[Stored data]
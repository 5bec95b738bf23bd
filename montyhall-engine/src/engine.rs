//! The chunk loop tying dispatch, aggregation and progress together.
use std::time::Instant;

use chrono::Utc;

use crate::aggregate::Aggregator;
use crate::config::{SimulationRequest, SimulatorConfig};
use crate::dispatch::ParallelDispatcher;
use crate::error::SimulationError;
use crate::progress::{ProgressEvent, ProgressNotifier, ProgressObserver};
use crate::result::SimulationResult;
use crate::rng::SeedPolicy;
use crate::schedule::{ChunkPlan, SchedulerState};

/// Runs Monty Hall simulations under a fixed configuration.
///
/// A run blocks the caller until every chunk has been played and aggregated.
/// Chunks execute strictly one after another; only the games inside a chunk
/// run in parallel.
#[derive(Debug)]
pub struct SimulationEngine<'a> {
    config: SimulatorConfig,
    progress: ProgressNotifier<'a>,
}

impl<'a> SimulationEngine<'a> {
    /// # Errors
    ///
    /// Returns an error if `config` fails validation.
    pub fn new(config: SimulatorConfig) -> Result<Self, SimulationError> {
        config.validate()?;
        Ok(Self {
            config,
            progress: ProgressNotifier::new(),
        })
    }

    #[must_use]
    pub const fn config(&self) -> &SimulatorConfig {
        &self.config
    }

    /// Subscribe to per-chunk progress, replacing any earlier subscriber.
    ///
    /// The observer runs on the calling thread between chunks, so a slow
    /// observer holds up the next chunk.
    pub fn on_progress(&mut self, observer: impl ProgressObserver + 'a) {
        self.progress.subscribe(observer);
    }

    /// Run with the configured default trial and thread counts.
    ///
    /// # Errors
    ///
    /// See [`run`](Self::run).
    pub fn run_defaults(&mut self) -> Result<SimulationResult, SimulationError> {
        self.run(0, 0)
    }

    /// Play `trials` games on up to `threads` workers.
    ///
    /// Zero for either count selects the configured default; counts above the
    /// configured limits are clamped.
    ///
    /// # Errors
    ///
    /// Returns an error if the worker pool cannot be started or a trial
    /// panics. No partial result is returned in either case.
    pub fn run(&mut self, trials: u64, threads: usize) -> Result<SimulationResult, SimulationError> {
        self.run_request(SimulationRequest {
            total_trials: trials,
            thread_count: threads,
        })
    }

    /// Execute `request` after passing it through
    /// [`SimulatorConfig::resolve`], so a request built by hand gets the same
    /// defaults and clamping as [`run`](Self::run). Resolving an already
    /// resolved request leaves it unchanged.
    ///
    /// # Errors
    ///
    /// See [`run`](Self::run).
    pub fn run_request(
        &mut self,
        request: SimulationRequest,
    ) -> Result<SimulationResult, SimulationError> {
        let SimulationRequest {
            total_trials,
            thread_count,
        } = self
            .config
            .resolve(request.total_trials, request.thread_count);
        let plan = ChunkPlan::new(total_trials, self.config.max_trials_per_loop);
        log::info!(
            "simulating {total_trials} games on {thread_count} threads in {} chunks",
            plan.count_chunks()
        );

        let dispatcher =
            ParallelDispatcher::new(thread_count, SeedPolicy::from_config(self.config.seed))?;
        let mut aggregator = Aggregator::new();
        let mut state = SchedulerState::Idle;
        let mut remaining = total_trials;

        let start_time = Utc::now();
        let clock = Instant::now();

        for batch in plan {
            state = state.start_chunk(batch);
            log::debug!("dispatching chunk {state:?}");
            let tally = dispatcher.run_batch(batch)?;
            aggregator.absorb(tally);

            remaining -= batch;
            let completed = total_trials - remaining;
            state = state.aggregated(completed);

            self.progress.notify(ProgressEvent {
                completed_trials: completed,
                total_trials,
                elapsed_seconds: clock.elapsed().as_secs_f64(),
            });
        }
        state = state.finish();
        let end_time = Utc::now();
        debug_assert!(state.is_done());
        debug_assert_eq!(remaining, 0);

        let result = SimulationResult {
            total_games_played: total_trials,
            total_threads_used: thread_count,
            total_wins_with_stay: aggregator.total_wins_with_stay(),
            total_wins_with_switch: aggregator.total_wins_with_switch(),
            start_time,
            end_time,
        };
        log::info!(
            "simulation finished in {:.3}s after {} chunks: stay {:.5}, switch {:.5}",
            result.duration_seconds(),
            aggregator.batches(),
            result.win_ratio_with_stay(),
            result.win_ratio_with_switch()
        );
        Ok(result)
    }
}
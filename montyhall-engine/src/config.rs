//! Immutable engine configuration and request normalisation.

use serde::{Deserialize, Serialize};
use thiserror::Error;

use crate::constants::{
    CORE_FRACTION_DENOMINATOR, CORE_FRACTION_NUMERATOR, DEFAULT_THREAD_COUNT,
    DEFAULT_TRIAL_COUNT, MAX_TRIAL_COUNT, MAX_TRIALS_PER_LOOP,
};

/// Errors raised when configuration invariants are violated.
#[derive(Debug, Error, PartialEq, Eq)]
pub enum ConfigError {
    #[error("{field} must be at least 1 (got 0)")]
    ZeroValue { field: &'static str },
    #[error("default trial count {default} exceeds maximum {max}")]
    DefaultAboveMax { default: u64, max: u64 },
    #[error("core fraction {numerator}/{denominator} must lie in (0, 1]")]
    CoreFraction {
        numerator: usize,
        denominator: usize,
    },
    #[error("config document is not valid JSON: {0}")]
    Parse(String),
}

/// Defaults and limits captured by a [`SimulationEngine`](crate::SimulationEngine)
/// at construction.
#[derive(Debug, Clone, PartialEq, Eq, Serialize, Deserialize)]
pub struct SimulatorConfig {
    #[serde(default = "SimulatorConfig::default_trial_count")]
    pub default_trial_count: u64,
    #[serde(default = "SimulatorConfig::default_thread_count")]
    pub default_thread_count: usize,
    #[serde(default = "SimulatorConfig::default_max_trial_count")]
    pub max_trial_count: u64,
    #[serde(default = "SimulatorConfig::default_max_trials_per_loop")]
    pub max_trials_per_loop: u64,
    #[serde(default = "SimulatorConfig::default_core_numerator")]
    pub core_fraction_numerator: usize,
    #[serde(default = "SimulatorConfig::default_core_denominator")]
    pub core_fraction_denominator: usize,
    #[serde(default = "SimulatorConfig::detect_logical_cores")]
    pub logical_cores: usize,
    /// Fixed generator seed. Worker generators are derived from the wall
    /// clock when unset.
    #[serde(default)]
    pub seed: Option<u64>,
}

impl SimulatorConfig {
    const fn default_trial_count() -> u64 {
        DEFAULT_TRIAL_COUNT
    }

    const fn default_thread_count() -> usize {
        DEFAULT_THREAD_COUNT
    }

    const fn default_max_trial_count() -> u64 {
        MAX_TRIAL_COUNT
    }

    const fn default_max_trials_per_loop() -> u64 {
        MAX_TRIALS_PER_LOOP
    }

    const fn default_core_numerator() -> usize {
        CORE_FRACTION_NUMERATOR
    }

    const fn default_core_denominator() -> usize {
        CORE_FRACTION_DENOMINATOR
    }

    fn detect_logical_cores() -> usize {
        std::thread::available_parallelism().map_or(1, std::num::NonZeroUsize::get)
    }

    /// Parse a (possibly partial) JSON document; missing fields take their defaults.
    ///
    /// # Errors
    ///
    /// Returns an error if the document is malformed or the resulting
    /// configuration fails [`validate`](Self::validate).
    pub fn from_json_str(json: &str) -> Result<Self, ConfigError> {
        let cfg: Self =
            serde_json::from_str(json).map_err(|err| ConfigError::Parse(err.to_string()))?;
        cfg.validate()?;
        Ok(cfg)
    }

    #[must_use]
    pub const fn with_max_trials_per_loop(mut self, per_loop: u64) -> Self {
        self.max_trials_per_loop = per_loop;
        self
    }

    #[must_use]
    pub const fn with_logical_cores(mut self, cores: usize) -> Self {
        self.logical_cores = cores;
        self
    }

    #[must_use]
    pub const fn with_seed(mut self, seed: u64) -> Self {
        self.seed = Some(seed);
        self
    }

    /// Check the configuration invariants.
    ///
    /// # Errors
    ///
    /// Returns the first violated invariant.
    pub const fn validate(&self) -> Result<(), ConfigError> {
        if self.default_trial_count == 0 {
            return Err(ConfigError::ZeroValue {
                field: "default_trial_count",
            });
        }
        if self.default_thread_count == 0 {
            return Err(ConfigError::ZeroValue {
                field: "default_thread_count",
            });
        }
        if self.max_trial_count == 0 {
            return Err(ConfigError::ZeroValue {
                field: "max_trial_count",
            });
        }
        if self.max_trials_per_loop == 0 {
            return Err(ConfigError::ZeroValue {
                field: "max_trials_per_loop",
            });
        }
        if self.default_trial_count > self.max_trial_count {
            return Err(ConfigError::DefaultAboveMax {
                default: self.default_trial_count,
                max: self.max_trial_count,
            });
        }
        if self.core_fraction_numerator == 0
            || self.core_fraction_denominator == 0
            || self.core_fraction_numerator > self.core_fraction_denominator
        {
            return Err(ConfigError::CoreFraction {
                numerator: self.core_fraction_numerator,
                denominator: self.core_fraction_denominator,
            });
        }
        Ok(())
    }

    /// Highest thread count a run may use. Never below one.
    #[must_use]
    pub fn thread_ceiling(&self) -> usize {
        let scaled = self.logical_cores.saturating_mul(self.core_fraction_numerator)
            / self.core_fraction_denominator.max(1);
        scaled.max(1)
    }

    /// Normalise caller input into a runnable request.
    ///
    /// Zero counts are replaced by the configured defaults and counts above
    /// the limits are clamped. Neither case is reported as an error.
    #[must_use]
    pub fn resolve(&self, trials: u64, threads: usize) -> SimulationRequest {
        let total_trials = if trials == 0 {
            log::debug!(
                "trial count 0 replaced by default {}",
                self.default_trial_count
            );
            self.default_trial_count
        } else if trials > self.max_trial_count {
            log::debug!(
                "trial count {trials} clamped to maximum {}",
                self.max_trial_count
            );
            self.max_trial_count
        } else {
            trials
        };

        let ceiling = self.thread_ceiling();
        let requested_threads = if threads == 0 {
            log::debug!(
                "thread count 0 replaced by default {}",
                self.default_thread_count
            );
            self.default_thread_count
        } else {
            threads
        };
        let thread_count = if requested_threads > ceiling {
            log::debug!("thread count {requested_threads} clamped to ceiling {ceiling}");
            ceiling
        } else {
            requested_threads
        };

        SimulationRequest {
            total_trials,
            thread_count,
        }
    }
}

impl Default for SimulatorConfig {
    fn default() -> Self {
        Self {
            default_trial_count: Self::default_trial_count(),
            default_thread_count: Self::default_thread_count(),
            max_trial_count: Self::default_max_trial_count(),
            max_trials_per_loop: Self::default_max_trials_per_loop(),
            core_fraction_numerator: Self::default_core_numerator(),
            core_fraction_denominator: Self::default_core_denominator(),
            logical_cores: Self::detect_logical_cores(),
            seed: None,
        }
    }
}

/// Trial and thread counts for one run.
///
/// After [`SimulatorConfig::resolve`] both counts are at least one and within
/// the configured limits.
#[derive(Debug, Clone, Copy, PartialEq, Eq)]
pub struct SimulationRequest {
    pub total_trials: u64,
    pub thread_count: usize,
}

#[cfg(test)]
mod tests {
    use super::*;

    fn eight_core() -> SimulatorConfig {
        SimulatorConfig::default().with_logical_cores(8)
    }

    #[test]
    fn zero_inputs_take_defaults() {
        let request = eight_core().resolve(0, 0);
        assert_eq!(request.total_trials, DEFAULT_TRIAL_COUNT);
        assert_eq!(request.thread_count, DEFAULT_THREAD_COUNT);
    }

    #[test]
    fn oversized_inputs_are_clamped() {
        let cfg = eight_core();
        let request = cfg.resolve(u64::MAX, 64);
        assert_eq!(request.total_trials, MAX_TRIAL_COUNT);
        assert_eq!(request.thread_count, 6);
    }

    #[test]
    fn thread_ceiling_never_drops_below_one() {
        assert_eq!(SimulatorConfig::default().with_logical_cores(1).thread_ceiling(), 1);
        assert_eq!(SimulatorConfig::default().with_logical_cores(0).thread_ceiling(), 1);
        assert_eq!(SimulatorConfig::default().with_logical_cores(3).thread_ceiling(), 2);
        assert_eq!(SimulatorConfig::default().with_logical_cores(16).thread_ceiling(), 12);
    }

    #[test]
    fn default_thread_count_is_clamped_on_small_hosts() {
        let mut cfg = SimulatorConfig::default().with_logical_cores(2);
        cfg.default_thread_count = 4;
        assert_eq!(cfg.resolve(10, 0).thread_count, 1);
    }

    #[test]
    fn in_range_inputs_pass_through() {
        let request = eight_core().resolve(12_345, 3);
        assert_eq!(
            request,
            SimulationRequest {
                total_trials: 12_345,
                thread_count: 3
            }
        );
    }

    #[test]
    fn validate_rejects_zero_chunk_size() {
        let cfg = SimulatorConfig::default().with_max_trials_per_loop(0);
        assert_eq!(
            cfg.validate(),
            Err(ConfigError::ZeroValue {
                field: "max_trials_per_loop"
            })
        );
    }

    #[test]
    fn validate_rejects_bad_core_fraction() {
        let mut cfg = SimulatorConfig::default();
        cfg.core_fraction_numerator = 5;
        assert!(matches!(
            cfg.validate(),
            Err(ConfigError::CoreFraction { numerator: 5, .. })
        ));
        cfg.core_fraction_numerator = 1;
        cfg.core_fraction_denominator = 0;
        assert!(cfg.validate().is_err());
    }

    #[test]
    fn validate_rejects_default_above_max() {
        let mut cfg = SimulatorConfig::default();
        cfg.max_trial_count = 10;
        assert_eq!(
            cfg.validate(),
            Err(ConfigError::DefaultAboveMax {
                default: DEFAULT_TRIAL_COUNT,
                max: 10
            })
        );
    }

    #[test]
    fn partial_json_overrides_named_fields_only() {
        let cfg = SimulatorConfig::from_json_str(r#"{"max_trials_per_loop": 500, "seed": 7}"#)
            .unwrap();
        assert_eq!(cfg.max_trials_per_loop, 500);
        assert_eq!(cfg.seed, Some(7));
        assert_eq!(cfg.default_trial_count, DEFAULT_TRIAL_COUNT);
        assert_eq!(cfg.max_trial_count, MAX_TRIAL_COUNT);
    }

    #[test]
    fn malformed_json_is_rejected() {
        assert!(matches!(
            SimulatorConfig::from_json_str("{not json"),
            Err(ConfigError::Parse(_))
        ));
        assert!(matches!(
            SimulatorConfig::from_json_str(r#"{"default_thread_count": 0}"#),
            Err(ConfigError::ZeroValue { .. })
        ));
    }
}
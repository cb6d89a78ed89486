//! Time sources.
//!
//! The flush engine schedules on a monotonic [`Instant`] and stamps entries
//! with UTC wall-clock time. Both come from a [`Clock`] so tests can drive
//! time by hand with [`ManualClock`].

use std::time::{Duration, Instant};

use chrono::{DateTime, Utc};
use parking_lot::Mutex;

/// A source of "now".
pub trait Clock: Send + Sync {
    /// Monotonic now, used for scheduling.
    fn now(&self) -> Instant;

    /// Wall-clock now, used for entry timestamps.
    fn utc_now(&self) -> DateTime<Utc>;
}

/// The real clock.
#[derive(Clone, Copy, Debug, Default)]
pub struct SystemClock;

impl Clock for SystemClock {
    fn now(&self) -> Instant {
        Instant::now()
    }

    fn utc_now(&self) -> DateTime<Utc> {
        Utc::now()
    }
}

/// A clock that only moves when told to.
#[derive(Debug)]
pub struct ManualClock {
    origin: Instant,
    utc_origin: DateTime<Utc>,
    offset: Mutex<Duration>,
}

impl ManualClock {
    /// Start at the current real time.
    pub fn new() -> Self {
        Self {
            origin: Instant::now(),
            utc_origin: Utc::now(),
            offset: Mutex::new(Duration::ZERO),
        }
    }

    /// Move time forward.
    pub fn advance(&self, by: Duration) {
        let mut offset = self.offset.lock();
        *offset = offset.saturating_add(by);
    }

    /// Time elapsed since the clock was created.
    pub fn elapsed(&self) -> Duration {
        *self.offset.lock()
    }
}

impl Default for ManualClock {
    fn default() -> Self {
        Self::new()
    }
}

impl Clock for ManualClock {
    fn now(&self) -> Instant {
        self.origin + *self.offset.lock()
    }

    fn utc_now(&self) -> DateTime<Utc> {
        let offset = *self.offset.lock();
        chrono::Duration::from_std(offset)
            .ok()
            .and_then(|d| self.utc_origin.checked_add_signed(d))
            .unwrap_or(self.utc_origin)
    }
}

#[cfg(test)]
mod tests {
    use super::*;

    #[test]
    fn manual_clock_stands_still() {
        let clock = ManualClock::new();
        let a = clock.now();
        std::thread::sleep(Duration::from_millis(5));
        assert_eq!(clock.now(), a);
    }

    #[test]
    fn manual_clock_advances_both_views() {
        let clock = ManualClock::new();
        let instant = clock.now();
        let utc = clock.utc_now();

        clock.advance(Duration::from_secs(30));

        assert_eq!(clock.now() - instant, Duration::from_secs(30));
        assert_eq!((clock.utc_now() - utc).num_seconds(), 30);
        assert_eq!(clock.elapsed(), Duration::from_secs(30));
    }

    #[test]
    fn system_clock_moves() {
        let clock = SystemClock;
        let a = clock.now();
        std::thread::sleep(Duration::from_millis(2));
        assert!(clock.now() > a);
    }
}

Task details:
Scan the data above and copy each line containing the word "ProgressObserver".

Task response:
use crate::progress::{ProgressEvent, ProgressNotifier, ProgressObserver};
    pub fn on_progress(&mut self, observer: impl ProgressObserver + 'a) {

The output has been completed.